Split and recombine columns with R
2
0
Entering edit mode
18 months ago
Sissi ▴ 60

Hi guys,

I have probably an easy task but my R knowledge is not good enough. I have a column with COG-annotation categories, with some raws having multiple categories:

A
A
B|Q
B|Q
B|Q
R|P|G|E
R|P|G|E
R|P|G|E


I would like to split them (thus removing the | separator which I managed using awk) and then concatenated all the (here) 4 columns in only one, so I can count the total frequency of each category. I said R just because I'm going to make a plot afterwards, but also awk or similar are very welcome. Thanks a lot, S

R COG COG annotation annotation awk • 574 views
0
Entering edit mode

Can you post what the data.frame looks like currently?

0
Entering edit mode

Oh sorry. I edited the previous post.

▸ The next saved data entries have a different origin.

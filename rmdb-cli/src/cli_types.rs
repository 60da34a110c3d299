//! CLI type definitions: command enums and argument structs.

use std::path::PathBuf;

use clap::{Parser, Subcommand, ValueEnum};

#[derive(Parser)]
#[command(name = "rmdb")]
#[command(about = "Mirror the Rick and Morty API into a local database", long_about = None)]
pub(crate) struct Cli {
    /// Database file (overrides RMDB_DATABASE and settings.toml)
    #[arg(long, global = true)]
    pub db: Option<PathBuf>,

    /// API base URL (overrides RMDB_API_URL and settings.toml)
    #[arg(long, global = true)]
    pub api_url: Option<String>,

    /// Only show warnings and errors (suppress normal output)
    #[arg(long, global = true)]
    pub quiet: bool,

    /// Enable verbose/debug logging (timestamps + debug-level messages)
    #[arg(short, long, global = true)]
    pub verbose: bool,

    #[command(subcommand)]
    pub command: Commands,
}

#[derive(Subcommand)]
pub(crate) enum Commands {
    /// Replace the database contents with a fresh copy of the API
    Sync {
        /// Fail the sync on an unparseable episode air date instead of using today
        #[arg(long)]
        strict_dates: bool,

        /// Insert each character/episode pair at most once
        #[arg(long)]
        dedupe_associations: bool,
    },

    /// Show row counts of the local database
    Stats,

    /// Search by name (case-insensitive substring)
    Search {
        /// What to search
        target: SearchTarget,

        /// Text to look for in names
        term: String,
    },

    /// Run one of the canned reports
    Query {
        #[arg(value_enum)]
        query: QueryKind,
    },

    /// Inspect or create the settings file
    Config {
        #[command(subcommand)]
        action: ConfigAction,
    },
}

#[derive(Clone, Copy, Debug, PartialEq, Eq, ValueEnum)]
pub(crate) enum SearchTarget {
    Characters,
    Locations,
    Episodes,
}

#[derive(Clone, Copy, Debug, PartialEq, Eq, ValueEnum)]
pub(crate) enum QueryKind {
    /// Characters that appear in no episode
    OrphanCharacters,
    /// Locations no character comes from or lives in
    OrphanLocations,
    /// The episode with the most characters
    BusiestEpisode,
}

#[derive(Subcommand)]
pub(crate) enum ConfigAction {
    /// Show resolved settings and their sources
    Show,

    /// Print the settings file path
    Path,

    /// Write a settings file with the default values
    Init {
        /// Overwrite an existing file
        #[arg(long)]
        force: bool,
    },
}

That's one column (called COG_CATEGORY) of a CSV file with many more columns and thousands of raws, I copied just few to give an idea. And that's what I would like:

A
A
B
B
B
R
R
R
Q
Q
Q
P
P
P
G
G
G
E
E
E


Ti finally have:

Category Frequency
A   2
B   3
R   3
..

0
Entering edit mode

Input:

$cat test.txt A A B|Q B|Q B|Q R|P|G|E R|P|G|E R|P|G|E  output: $  tr -s '|' '\n'  < test.txt | sort -k1 | uniq -c

2 A
3 B
3 E
3 G
3 P
3 Q
3 R

0
Entering edit mode

That's awesome! I should learn/use more often those three commands, thanks a lot!

2
Entering edit mode
18 months ago
if(!require("tidyverse")) install.packages("tidyverse")
library(tidyverse)
x <- str_replace_all(x\$COG_CATEGORY, pattern = "\\|", replacement = " ")
x <- str_split(x, " ")
x <- purrr::reduce(x, c)
table(x)

1
Entering edit mode

If you are using tidyverse you could also do df %>% separate_rows(COG_CATEGORY, sep="\\|") %>% count(COG_CATEGORY)

0
Entering edit mode

That's perfect!! What is the purrr::reduce doing??

Thank you very much guys!